On November 12, the 2015 PDLG Diversity and Inclusion Symposium: Best Practices for Retaining and Promoting Diverse Talent was held at the Union League in Philadelphia. The Symposium was part of the on-going effort by PDLG to provide programs and guidance to our members and others about fostering the success of diverse attorneys. Speakers and participants addressed barriers to retaining diverse attorneys in our legal community and considered ways to reduce or even eliminate those barriers. The focus was on such critical issues as implicit bias and how to interrupt it, the challenges of generational diversity, the particular issues for women of color, specific ways firm and law department leaders are or can be the key to ongoing efforts to enhance diversity and inclusion, and how successful diverse lawyers, including women lawyers, achieved their success and how others can follow in their footsteps.
One of the plenary speakers at the Symposium was Jerry Kang, Professor of Law and Vice Chancellor, Equity, Diversity and Inclusion, UCLA, who spoke on implicit biases – attitudes and stereotypes we are neither aware of nor necessarily endorse, their real work consequences and how to counter them by improving assessment methods, work allocation and mentoring. The other plenary speaker was Lauren Stiller Rikleen, President, Rikleen Institute for Strategic Leadership and Visiting Scholar, Boston College Center for Work & Family, who spoke on the differences in attitudes and expectations of the various generations practicing law today and how best to navigate those differences.

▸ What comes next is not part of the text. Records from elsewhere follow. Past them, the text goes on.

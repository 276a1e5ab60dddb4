//! Measurement input
//!
//! Probing and download benchmarking happen elsewhere; this module only
//! turns their finished output into [`RankedResult`]s, either from a JSON
//! document or from generated demo data.

use std::{
    fs::File,
    io::{self, BufReader, Read},
    net::{IpAddr, Ipv4Addr, Ipv6Addr},
    path::PathBuf,
};

use rand::Rng;
use serde::Deserialize;
use thiserror::Error;
use tracing::{debug, info};

use crate::{utils, ProbeResult, RankedResult};

#[derive(Debug, Error)]
pub enum InputError {
    #[error("failed to read {}", path.display())]
    Read {
        path: PathBuf,
        #[source]
        source: io::Error,
    },
    #[error("malformed measurement document")]
    Parse(#[from] serde_json::Error),
    #[error("record {index}: {reason}")]
    InvalidRecord { index: usize, reason: String },
}

/// One measurement as it appears in the input document.
#[derive(Debug, Clone, PartialEq, Deserialize)]
pub struct MeasurementRecord {
    pub address: IpAddr,
    pub sent: usize,
    pub received: usize,
    #[serde(default)]
    pub delay_ms: f64,
    #[serde(default)]
    pub colo: String,
    #[serde(default)]
    pub download_speed: f64,
}

impl MeasurementRecord {
    fn into_result(self, index: usize) -> Result<RankedResult, InputError> {
        let invalid = |reason: String| InputError::InvalidRecord { index, reason };

        if self.received > self.sent {
            return Err(invalid(format!(
                "received {} exceeds sent {}",
                self.received, self.sent
            )));
        }
        let delay = utils::time::duration_from_ms_f64(self.delay_ms)
            .ok_or_else(|| invalid(format!("invalid delay {}ms", self.delay_ms)))?;
        if !self.download_speed.is_finite() || self.download_speed < 0.0 {
            return Err(invalid(format!(
                "invalid download speed {}",
                self.download_speed
            )));
        }

        let probe = ProbeResult::new(self.address, self.sent, self.received, delay, self.colo);
        Ok(RankedResult::new(probe).with_download_speed(self.download_speed))
    }
}

/// Parse a JSON array of measurement records.
pub fn read_records<R: Read>(reader: R) -> Result<Vec<RankedResult>, InputError> {
    let records: Vec<MeasurementRecord> = serde_json::from_reader(reader)?;
    records
        .into_iter()
        .enumerate()
        .map(|(index, record)| record.into_result(index))
        .collect()
}

pub fn parse_records(json: &str) -> Result<Vec<RankedResult>, InputError> {
    read_records(json.as_bytes())
}

/// Load measurements from a file, or from stdin when `path` is `-`.
pub fn load(path: &str) -> Result<Vec<RankedResult>, InputError> {
    let results = if path == "-" {
        debug!("Reading measurements from stdin");
        read_records(io::stdin().lock())?
    } else {
        let file = File::open(path).map_err(|source| InputError::Read {
            path: PathBuf::from(path),
            source,
        })?;
        read_records(BufReader::new(file))?
    };
    info!("Loaded {} measurements from {}", results.len(), path);
    Ok(results)
}

const SIMULATED_COLOS: [(&str, u64); 8] = [
    ("LAX", 150),
    ("SJC", 160),
    ("NRT", 60),
    ("HKG", 40),
    ("SIN", 80),
    ("FRA", 220),
    ("AMS", 230),
    ("EWR", 190), // Not in the city table, shows up under its code
];

/// Generate `count` plausible measurements for demos and testing.
pub fn simulate(count: usize) -> Vec<RankedResult> {
    info!("Generating {} simulated measurements", count);
    let mut rng = rand::thread_rng();

    (0..count)
        .map(|_| {
            let (colo, base_latency) = SIMULATED_COLOS[rng.gen_range(0..SIMULATED_COLOS.len())];

            let addr = if rng.gen_bool(0.2) {
                IpAddr::V6(Ipv6Addr::new(
                    0x2606,
                    0x4700,
                    0,
                    0,
                    0,
                    0,
                    rng.gen(),
                    rng.gen(),
                ))
            } else {
                IpAddr::V4(Ipv4Addr::new(104, rng.gen_range(16..32), rng.gen(), rng.gen()))
            };

            let sent = 4;
            // Mostly clean, with the occasional lossy address
            let lost = if rng.gen_bool(0.15) { rng.gen_range(1..=sent) } else { 0 };
            let received = sent - lost;

            let delay_ms = if received == 0 {
                0.0
            } else {
                (base_latency + rng.gen_range(0..60)) as f64 + rng.gen::<f64>()
            };
            let download_speed = if received == 0 {
                0.0
            } else {
                rng.gen_range(0.0..20.0) * 1024.0 * 1024.0
            };

            let probe = ProbeResult::new(
                addr,
                sent,
                received,
                utils::time::duration_from_ms_f64(delay_ms).unwrap_or_default(),
                colo,
            );
            RankedResult::new(probe).with_download_speed(download_speed)
        })
        .collect()
}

During the Symposium, PDLG also introduced its newly-adopted “PDLG Member Commitments: Increasing Diversity in Philadelphia Area Law Firms and Corporate Law Departments” which charts the path the organization and its members plan to follow.
By the end of the Symposium, which culminated in a networking reception, the participants felt motivated to adopt and implement for themselves and to urge their organizations to implement some of the practices discussed.